Tutorial Guide for Stats I wk 10

Recap and Today’s Class

Last week we worked on our data transformation skills to figure out a way of adding location to our model, clustering our zipcode data by the residuals from our previous model.

It was important to find a way of including location in our model, as without it our model coefficients could encourage invalid conclusions. Compare the two models below, with and without zipcode.

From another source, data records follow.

//! Column tables for the three pipeline outputs.
//!
//! Stage types stay strongly typed; they are flattened into a [`Table`] only
//! at the edge, where report hygiene (dropping all-null columns) and
//! serialization happen.

use super::classify::SignificantEvent;
use super::correlate::CorrelatedEvent;
use super::counter::MonthlyCount;
use crate::errors::OutputError;
use chrono::NaiveDateTime;
use serde_json::{Map, Value};

const DATETIME_FORMAT: &str = "%Y-%m-%d %H:%M:%S";

/// A row type that can be flattened into named, nullable text cells.
pub trait TableRow {
    const COLUMNS: &'static [&'static str];

    /// One cell per entry of [`TableRow::COLUMNS`], same order.
    fn cells(&self) -> Vec<Option<String>>;
}

/// Ordered column names plus nullable text cells.
#[derive(Debug, Clone, Default, PartialEq, Eq)]
pub struct Table {
    pub columns: Vec<String>,
    pub rows: Vec<Vec<Option<String>>>,
}

impl Table {
    pub fn from_rows<T: TableRow>(rows: &[T]) -> Self {
        Self {
            columns: T::COLUMNS.iter().map(|c| c.to_string()).collect(),
            rows: rows.iter().map(TableRow::cells).collect(),
        }
    }

    pub fn len(&self) -> usize {
        self.rows.len()
    }

    pub fn is_empty(&self) -> bool {
        self.rows.is_empty()
    }

    pub fn column(&self, name: &str) -> Option<usize> {
        self.columns.iter().position(|c| c == name)
    }

    /// Cell at `row`, `column`; `None` for nulls and unknown columns.
    pub fn cell(&self, row: usize, column: &str) -> Option<&str> {
        let idx = self.column(column)?;
        self.rows.get(row)?.get(idx)?.as_deref()
    }

    /// Remove columns that are null in every row. An empty table keeps its schema.
    pub fn drop_empty_columns(&mut self) {
        if self.rows.is_empty() {
            return;
        }
        let keep: Vec<bool> = (0..self.columns.len())
            .map(|i| self.rows.iter().any(|r| r.get(i).is_some_and(Option::is_some)))
            .collect();
        self.retain_columns(&keep);
    }

    pub fn drop_column(&mut self, name: &str) {
        if let Some(idx) = self.column(name) {
            let keep: Vec<bool> = (0..self.columns.len()).map(|i| i != idx).collect();
            self.retain_columns(&keep);
        }
    }

    fn retain_columns(&mut self, keep: &[bool]) {
        let mut flags = keep.iter();
        self.columns.retain(|_| *flags.next().unwrap_or(&true));
        for row in &mut self.rows {
            let mut flags = keep.iter();
            row.retain(|_| *flags.next().unwrap_or(&true));
        }
    }

    /// CSV with a header row; nulls become empty cells.
    pub fn to_csv(&self) -> Result<Vec<u8>, OutputError> {
        let mut writer = csv::Writer::from_writer(Vec::new());
        writer.write_record(&self.columns)?;
        for row in &self.rows {
            writer.write_record(row.iter().map(|c| c.as_deref().unwrap_or("")))?;
        }
        writer
            .into_inner()
            .map_err(|e| OutputError::Csv(e.into_error().into()))
    }

    /// One JSON object per row, nulls kept as `null`.
    pub fn to_json_records(&self) -> Vec<Value> {
        self.rows
            .iter()
            .map(|row| {
                let object: Map<String, Value> = self
                    .columns
                    .iter()
                    .zip(row)
                    .map(|(name, cell)| {
                        let value = cell.clone().map(Value::String).unwrap_or(Value::Null);
                        (name.clone(), value)
                    })
                    .collect();
                Value::Object(object)
            })
            .collect()
    }

    pub fn to_json(&self) -> Result<Vec<u8>, OutputError> {
        Ok(serde_json::to_vec_pretty(&self.to_json_records())?)
    }
}

fn datetime_cell(value: Option<NaiveDateTime>) -> Option<String> {
    value.map(|d| d.format(DATETIME_FORMAT).to_string())
}

// ============================================================================
// Row layouts
// ============================================================================

impl TableRow for CorrelatedEvent {
    const COLUMNS: &'static [&'static str] = &[
        "configname",
        "chassis_name",
        "chassis_wwn",
        "switchName",
        "switchWwn",
        "Fabric_name",
        "Fabric_label",
        "config_collection_date",
        "sequence",
        "Message_ID",
        "Severity",
        "Message_date",
        "Message",
        "Security_audit",
        "Condition",
        "Message_portIndex",
        "Message_portType",
        "slot",
        "port",
        "Message_portId",
        "Current_value",
        "Dashboard_category",
        "obj",
        "message_status",
        "portType",
        "portState",
        "speed",
        "Connected_portId",
        "Connected_portWwn",
        "Device_Host_Name",
        "Device_Port",
        "Device_Location",
        "deviceType",
        "deviceSubtype",
        "Device_Host_Name_Port",
    ];

    fn cells(&self) -> Vec<Option<String>> {
        let labeled = &self.event.labeled;
        let record = &labeled.record;
        let sw = &record.switch;
        let f = &self.event.fields;
        let d = &self.device;
        vec![
            Some(sw.configname.clone()),
            Some(sw.chassis_name.clone()),
            Some(sw.chassis_wwn.clone()),
            Some(sw.switch_name.clone()),
            labeled.switch_wwn.clone(),
            labeled.fabric_name.clone(),
            labeled.fabric_label.clone(),
            datetime_cell(labeled.config_collection_date),
            record.sequence.clone(),
            Some(record.message_id.clone()),
            Some(record.severity.to_string()),
            datetime_cell(labeled.message_date).or_else(|| Some(record.message_date.clone())),
            Some(record.message_text.clone()),
            record.security_audit_flag.clone(),
            f.condition.clone(),
            f.message_port_index.clone(),
            f.message_port_type.clone(),
            f.slot.clone(),
            f.port.clone(),
            f.message_port_id.clone(),
            f.current_value.clone(),
            f.dashboard_category.clone(),
            f.object_name.clone(),
            Some(self.event.status.to_string()),
            d.port_type.clone(),
            d.port_state.clone(),
            d.speed.clone(),
            d.connected_port_id.clone(),
            d.connected_port_wwn.clone(),
            d.device_host_name.clone(),
            d.device_port.clone(),
            d.device_location.clone(),
            d.device_type.clone(),
            d.device_subtype.clone(),
            self.device_host_name_port.clone(),
        ]
    }
}

impl TableRow for MonthlyCount {
    const COLUMNS: &'static [&'static str] = &[
        "configname",
        "chassis_name",
        "chassis_wwn",
        "switchName",
        "switchWwn",
        "Fabric_name",
        "Fabric_label",
        "config_collection_date",
        "Message_date",
        "Message_ID",
        "Severity",
        "Message_portIndex",
        "Message_portType",
        "slot",
        "port",
        "Message_portId",
        "Condition",
        "Dashboard_category",
        "obj",
        "message_status",
        "portType",
        "portState",
        "speed",
        "Connected_portId",
        "Connected_portWwn",
        "Device_Host_Name_Port",
        "Device_Location",
        "deviceType",
        "deviceSubtype",
        "Quantity",
    ];

    fn cells(&self) -> Vec<Option<String>> {
        let b = &self.bucket;
        vec![
            Some(b.switch.configname.clone()),
            Some(b.switch.chassis_name.clone()),
            Some(b.switch.chassis_wwn.clone()),
            Some(b.switch.switch_name.clone()),
            b.switch_wwn.clone(),
            b.fabric_name.clone(),
            b.fabric_label.clone(),
            b.config_collection_date.map(|d| d.to_string()),
            b.month.map(|m| m.to_string()),
            Some(b.message_id.clone()),
            Some(b.severity.to_string()),
            b.message_port_index.clone(),
            b.message_port_type.clone(),
            b.slot.clone(),
            b.port.clone(),
            b.message_port_id.clone(),
            b.condition.clone(),
            b.dashboard_category.clone(),
            b.object_name.clone(),
            Some(b.status.to_string()),
            b.port_type.clone(),
            b.port_state.clone(),
            b.speed.clone(),
            b.connected_port_id.clone(),
            b.connected_port_wwn.clone(),
            b.device_host_name_port.clone(),
            b.device_location.clone(),
            b.device_type.clone(),
            b.device_subtype.clone(),
            Some(self.quantity.to_string()),
        ]
    }
}

/// Report rows lead with their index; the rest mirrors [`MonthlyCount`].
const REPORT_COLUMNS: [&str; 31] = [
    "index",
    "configname",
    "chassis_name",
    "chassis_wwn",
    "switchName",
    "switchWwn",
    "Fabric_name",
    "Fabric_label",
    "config_collection_date",
    "Message_date",
    "Message_ID",
    "Severity",
    "Message_portIndex",
    "Message_portType",
    "slot",
    "port",
    "Message_portId",
    "Condition",
    "Dashboard_category",
    "obj",
    "message_status",
    "portType",
    "portState",
    "speed",
    "Connected_portId",
    "Connected_portWwn",
    "Device_Host_Name_Port",
    "Device_Location",
    "deviceType",
    "deviceSubtype",
    "Quantity",
];

impl TableRow for SignificantEvent {
    const COLUMNS: &'static [&'static str] = &REPORT_COLUMNS;

    fn cells(&self) -> Vec<Option<String>> {
        let mut cells = Vec::with_capacity(REPORT_COLUMNS.len());
        cells.push(Some(self.index.to_string()));
        cells.extend(self.count.cells());
        cells
    }
}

dat <- readRDS("data/train.rds")

mod1 <- lm(AdjSalePrice ~ SqFtTotLiving + SqFtLot + Bathrooms + Bedrooms + BldgGrade + PropertyType, data = dat)
dat <- cbind(dat, residuals = resid(mod1))

zip_group_res <- dat %>%
  group_by(ZipCode) %>%
  summarise(med_price = median(residuals),
            count = n()) %>%
  arrange(med_price) %>%
  mutate(cumul_count = cumsum(count),
         ZipGroup_r = ntile(cumul_count, 5))
dat <- dat %>%
  left_join(select(zip_group_res, ZipCode, ZipGroup_r), by = "ZipCode")

mod2 <- lm(AdjSalePrice ~ SqFtTotLiving + SqFtLot + Bathrooms + Bedrooms + BldgGrade + PropertyType + as.factor(ZipGroup_r), data = dat)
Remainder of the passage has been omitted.